Monday, Jul. 02, 1979

Lovesickness

Is it for real? Can it be cured?

Mary falls in love regularly, breaks up regularly and then takes to bed in deep depression, pulling the covers over her head and eating chocolates for several days. She has twice tried suicide. Mary's problem: she is extremely sensitive to rejection and lashes out at lovers for the smallest slight. That may not strike many doctors as a specific medical ailment. But Manhattan Psychiatrist Donald Klein diagnoses Mary's condition as a typical case of hysteroid dysphoria, a.k.a. "lovesickness." What's more, Klein thinks he has a cure.
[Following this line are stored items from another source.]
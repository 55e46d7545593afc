use crate::endpoint::endpoint_group;

endpoint_group! {
    /// General ledger accounts and journal entries.
    pub struct Accounting;
    table ACCOUNTING_ENDPOINTS;

    /// Create a general ledger account.
    fn create_general_ledger_account => POST "/ledger",
        body ["name", "glCode", "manualEntriesAllowed", "type", "usage", "parentId", "description"];
    /// List every general ledger account.
    fn retrieve_all_general_ledger_accounts => GET "/ledger";
    /// Retrieve one general ledger account by `glAccountId`.
    fn retrieve_general_ledger_account => GET "/ledger/{glAccountId}";
    /// Post a balanced journal entry between ledger accounts.
    fn ledger_to_ledger => POST "/journalentries",
        body ["officeId", "transactionDate", "credits", "debits", "currencyCode", "comments"];
    /// Reverse a journal entry.
    fn reverse_journal_entry => POST "/journalentries/{journalEntryId}/reverse",
        body ["comments"];
    /// Post between customer accounts and ledger accounts.
    fn customer_to_ledger => POST "/accountgl",
        body [
            "officeId",
            "transactionDate",
            "currencyCode",
            "credits",
            "debits",
            "operationType",
            "referenceNumber",
            "customerAccounts",
            "comments",
        ];
    /// List journal entries.
    fn retrieve_all_journal_entries, pages retrieve_all_journal_entry_pages => GET "/journalentries",
        query ["perPage", "page"];
    /// Retrieve one journal entry.
    fn retrieve_journal_entry => GET "/journalentries/{journalEntryId}",
        query ["runningBalance", "transactionDetails"];
}
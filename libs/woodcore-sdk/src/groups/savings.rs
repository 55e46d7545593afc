use crate::endpoint::endpoint_group;

endpoint_group! {
    /// Savings and fixed deposit accounts.
    pub struct Savings;
    table SAVINGS_ENDPOINTS;

    /// Open a savings account.
    fn create_savings_account => POST "/savingsaccounts",
        body ["clientId", "productId", "createdDate", "activate"];
    /// Activate a savings account.
    fn activate_savings_account => POST "/savingsaccounts/{accountId}/activate",
        body ["activatedOnDate"];
    /// List savings accounts.
    fn list_savings_accounts, pages list_savings_account_pages => GET "/savingsaccounts",
        query ["perPage", "page"];
    /// Retrieve one savings account.
    fn retrieve_savings_account => GET "/savingsaccounts/{accountId}";
    /// Deposit into a savings account.
    fn make_deposit => POST "/savingsaccounts/{accountId}/deposit",
        body ["transactionDate", "transactionAmount"];
    /// Withdraw from a savings account.
    fn make_withdrawal => POST "/savingsaccounts/{accountId}/withdraw",
        body ["transactionDate", "transactionAmount"];
    /// Undo or reverse a transaction, selected by `action`.
    fn undo_reverse_savings_account_transaction =>
        POST "/savingsaccounts/{accountId}/transactions/{transactionId}",
        query ["action"];
    /// List the transactions of a savings account.
    fn list_all_transactions, pages transaction_pages =>
        GET "/savingsaccounts/{accountId}/transactions",
        query ["perPage", "page"];
    /// Retrieve one savings transaction.
    fn retrieve_savings_account_transaction =>
        GET "/savingsaccounts/{accountId}/transactions/{transactionId}";
    /// Place a lien on part of the balance.
    fn lien_amount => POST "/savingsaccounts/{accountId}/lien",
        body ["transactionDate", "transactionAmount"];
    /// Release a lien.
    fn release_lien_amount => POST "/savingsaccounts/{accountId}/lien/{resourceId}",
        body [];
    /// List the liens on an account.
    fn list_all_liens => GET "/savingsaccounts/{accountId}/lien";
    /// Block an account.
    fn block_savings_account => POST "/savingsaccounts/{accountId}/block";
    /// Unblock an account.
    fn unblock_savings_account => POST "/savingsaccounts/{accountId}/unblock";
    /// Place a post-no-debit restriction.
    fn post_no_debit => POST "/savingsaccounts/{accountId}/setpnd";
    /// Remove a post-no-debit restriction.
    fn remove_no_debit => POST "/savingsaccounts/{accountId}/removepnd";
    /// Place a post-no-credit restriction.
    fn post_no_credit => POST "/savingsaccounts/{accountId}/setpnc";
    /// Remove a post-no-credit restriction.
    fn remove_no_credit => POST "/savingsaccounts/{accountId}/removepnc";
    /// List the charges on an account.
    fn list_savings_account_charges => GET "/savingsaccounts/{accountId}/charges";
    /// Retrieve one charge.
    fn retrieve_savings_account_charge => GET "/savingsaccounts/{accountId}/charges/{chargeId}";
    /// Submit a fixed deposit application.
    fn create_fixed_deposit_account => POST "/fixeddepositaccounts",
        body [
            "clientId",
            "productId",
            "createdDate",
            "depositAmount",
            "depositPeriod",
            "depositPeriodFrequencyId",
            "activate",
        ];
    /// Activate a fixed deposit account.
    fn activate_fixed_deposit_account => POST "/fixeddepositaccounts/{accountId}/activate",
        body ["activatedOnDate"];
    /// Close a matured fixed deposit account.
    fn close_fixed_deposit_account => POST "/fixeddepositaccounts/{accountId}/close",
        body ["closedOnDate", "onAccountClosureId", "toSavingsAccountId", "transferDescription", "note"];
    /// Close a fixed deposit account before maturity.
    fn premature_close_fixed_deposit_account =>
        POST "/fixeddepositaccounts/{accountId}/prematureClose",
        body ["closedOnDate", "note", "onAccountClosureId", "toSavingsAccountId", "transferDescription"];
    /// List fixed deposit accounts.
    fn list_fixed_deposit_accounts, pages fixed_deposit_account_pages => GET "/fixeddepositaccounts";
    /// Retrieve one fixed deposit account.
    fn retrieve_fixed_deposit_account => GET "/fixeddepositaccounts/{accountId}";
}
Hysteroid dysphoria (literally meaning "hysteria-like discomfort") was considered last year for inclusion in the American Psychiatric Association's diagnostic manual, but was rejected for lack of evidence. Klein, director of research for the New York State Psychiatric Institute, is convinced that lovesickness is real enough. Says he: "These people, mostly women, are not true depressives or manic-depressives. They are so vulnerable that they are driven to repeat their love cycles over and over."

Klein and his colleagues have found that psychotherapy and the conventional antidepressants are rarely effective with the lovesick. But an 18-month study of ten patients, all women, showed that talk therapy combined with antidepressants called MAO (their chemical initials) inhibitors could shake them out of despair. Indeed, when these women were switched to placebos, five of them showed many of their old symptoms. Now Klein is seeking a $30,000 grant from New York State's Health Research Council for a more detailed, three-year study of the effects of MAO inhibitors on 60 hysteroids. Where will he find that many truly lovesick? No problem, says Klein. "They're all around us."